The Girl Scouts emphasised that there are ways other than physical contact to show gratitude and love.
"Saying how much she's missed someone or giving thanks with a smile, a high five or even an air kiss are all ways she can express herself, and it's important that she knows she gets to choose which feels most comfortable to her," it said.
The post was widely shared on social media, where some readers wondered how the conversation would play out across a diverse culture, since some ethnic groups are more emotionally demonstrative.
The Girl Scouts said: "Obviously, our advice will not apply in all situations, and we recognise that parents and caregivers are in the best position to judge which conversations they should have with their girls."
Dr Andrea Bastiani Archibald, its developmental psychologist, said it is never too early to start the conversation about consent with girls.

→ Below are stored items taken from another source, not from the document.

//! Wires the gateway together from a loaded configuration.
//!
//! The knock port and the TLS port share one [`AdmissionGate`]: the first
//! writes entries, the second consumes them.

use std::net::SocketAddr;
use std::sync::Arc;
use std::time::Duration;

use sdp_core::listener::{ListenerError, ListenerStats};
use sdp_core::tls::TlsConfigError;
use sdp_core::{
    Clock, DeviceRegistry, InMemoryRegistry, KnockValidator, RegistryError, ReplayGuard,
    TokenError, TokenIssuer,
};
use thiserror::Error;
use tokio::sync::watch;
use tokio::task::JoinHandle;
use tracing::{debug, error, info};

use crate::application::admission_gate::AdmissionGate;
use crate::application::admit_knock::{AdmitKnockUseCase, TokenPolicy};
use crate::infrastructure::network::gateway_listener::{
    GatewayListener, GatewayListenerConfig, GatewayListenerError, GatewayStats,
};
use crate::infrastructure::network::spa_listener;
use crate::infrastructure::proxy::ConnectionHandler;
use crate::infrastructure::storage::config::{ConfigError, GatewayConfig};
use crate::infrastructure::tls::ServerTls;

/// Error returned when the gateway cannot start.
#[derive(Debug, Error)]
pub enum StartError {
    #[error(transparent)]
    Config(#[from] ConfigError),

    #[error("device registry: {0}")]
    Registry(#[from] RegistryError),

    #[error("token verifier: {0}")]
    Token(#[from] TokenError),

    #[error("TLS: {0}")]
    Tls(#[from] TlsConfigError),

    #[error(transparent)]
    Knock(#[from] ListenerError),

    #[error(transparent)]
    Gateway(#[from] GatewayListenerError),
}

/// Handles to a started gateway.
pub struct RunningGateway {
    pub knock_addr: SocketAddr,
    pub tls_addr: SocketAddr,
    pub spa_stats: Arc<ListenerStats>,
    pub gateway_stats: Arc<GatewayStats>,
    pub admissions: Arc<AdmitKnockUseCase>,
    pub validator: Arc<KnockValidator>,
    /// Shared by both ports.  Removing a device here also stops its admitted
    /// connections at Gate 2.
    pub registry: Arc<InMemoryRegistry>,
    tasks: Vec<JoinHandle<()>>,
}

impl RunningGateway {
    /// Waits for every gateway task to finish after shutdown.
    pub async fn join(self) {
        for task in self.tasks {
            if let Err(e) = task.await {
                error!("gateway task ended abnormally: {e}");
            }
        }
    }
}

/// Starts the gateway, serving authenticated connections with `handler`.
///
/// # Errors
///
/// Returns [`StartError`] if the configuration is invalid or a socket cannot
/// be bound.
pub async fn start(
    config: &GatewayConfig,
    tls: ServerTls,
    handler: Arc<dyn ConnectionHandler>,
    clock: Arc<dyn Clock>,
    shutdown: watch::Receiver<bool>,
) -> Result<RunningGateway, StartError> {
    config.validate()?;
    let security = &config.security;

    let registry = Arc::new(InMemoryRegistry::from_entries(&config.devices)?);
    let replay = ReplayGuard::in_memory(
        Arc::clone(&clock),
        security.max_clock_skew(),
        security.replay_capacity,
    );
    let validator = Arc::new(KnockValidator::new(
        Arc::clone(&registry) as Arc<dyn DeviceRegistry>,
        replay,
        Arc::clone(&clock),
        security.max_clock_skew(),
    ));

    let tokens = if security.require_token {
        let verifier = TokenIssuer::new(
            security.token_secret()?,
            security.issuer.clone(),
            sdp_core::token::DEFAULT_TOKEN_TTL,
            Arc::clone(&clock),
        )?;
        Some(TokenPolicy::in_memory(
            verifier,
            Arc::clone(&clock),
            security.used_token_capacity,
        ))
    } else {
        None
    };

    let gate = AdmissionGate::in_memory(
        Arc::clone(&clock),
        config.admission.ttl(),
        config.admission.capacity,
    );
    let admissions = Arc::new(AdmitKnockUseCase::new(
        gate.clone(),
        config.gateway.service.clone(),
        tokens,
    ));

    let spa = spa_listener::start(
        config.network.knock_listen,
        Arc::clone(&validator),
        Arc::clone(&admissions),
        config.network.max_inflight,
        shutdown.clone(),
    )
    .await?;

    let listener = GatewayListener::bind(
        config.network.tls_listen,
        gate,
        Arc::clone(&registry) as Arc<dyn DeviceRegistry>,
        Arc::new(tls),
        handler,
        GatewayListenerConfig {
            handshake_timeout: config.tls.handshake_timeout(),
            max_connections: config.network.max_connections,
        },
    )
    .await?;
    let tls_addr = listener.local_addr()?;
    let gateway_stats = listener.stats();
    let tls_task = listener.spawn(shutdown.clone());

    let sweep_task = tokio::spawn(sweep_loop(
        Arc::clone(&validator),
        Arc::clone(&admissions),
        security.sweep_interval(),
        shutdown,
    ));

    info!(
        service = %config.gateway.service,
        knock = %spa.local_addr,
        tls = %tls_addr,
        upstream = %config.network.upstream,
        require_token = security.require_token,
        "gateway started"
    );
    Ok(RunningGateway {
        knock_addr: spa.local_addr,
        tls_addr,
        spa_stats: spa.stats,
        gateway_stats,
        admissions,
        validator,
        registry,
        tasks: vec![spa.task, tls_task, sweep_task],
    })
}

async fn sweep_loop(
    validator: Arc<KnockValidator>,
    admissions: Arc<AdmitKnockUseCase>,
    every: Duration,
    mut shutdown: watch::Receiver<bool>,
) {
    let mut ticker = tokio::time::interval(every);
    ticker.tick().await;
    while !*shutdown.borrow() {
        tokio::select! {
            changed = shutdown.changed() => {
                if changed.is_err() {
                    break;
                }
            }
            _ = ticker.tick() => {
                let replays = validator.replay_guard().sweep();
                let entries = admissions.gate().sweep();
                let tokens = admissions.token_policy().map_or(0, TokenPolicy::sweep);
                if replays + entries + tokens > 0 {
                    debug!(replays, entries, tokens, "swept expired records");
                }
            }
        }
    }
}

"The lessons girls learn when they're young about setting physical boundaries and expecting them to be respected last a lifetime and can influence how she feels about herself and her body as she gets older," she noted.
"Plus, sadly, we know that some adults prey on children and teaching your daughter about consent early on can help her understand her rights, know when lines are being crossed, and when to go to you for help," she added.
But Professor Sharon Lamb, of the counselling and school psychology department at the University of Massachusetts in Boston, said the Girl Scouts' advice might be expecting too much of young children.
"There is a little bit of pushing kids to take care of themselves and set their own boundaries," she noted.
She said that having a general no-hugs policy could remove an opportunity for parents to find out whether there are deeper meanings to a child's hesitation.
"Coming up with a rule should not take the place of figuring out what's up with your child, and whether that child is just shy and doesn't like hugs, or whether they don't like this relative, or something else is going on," Prof Lamb said.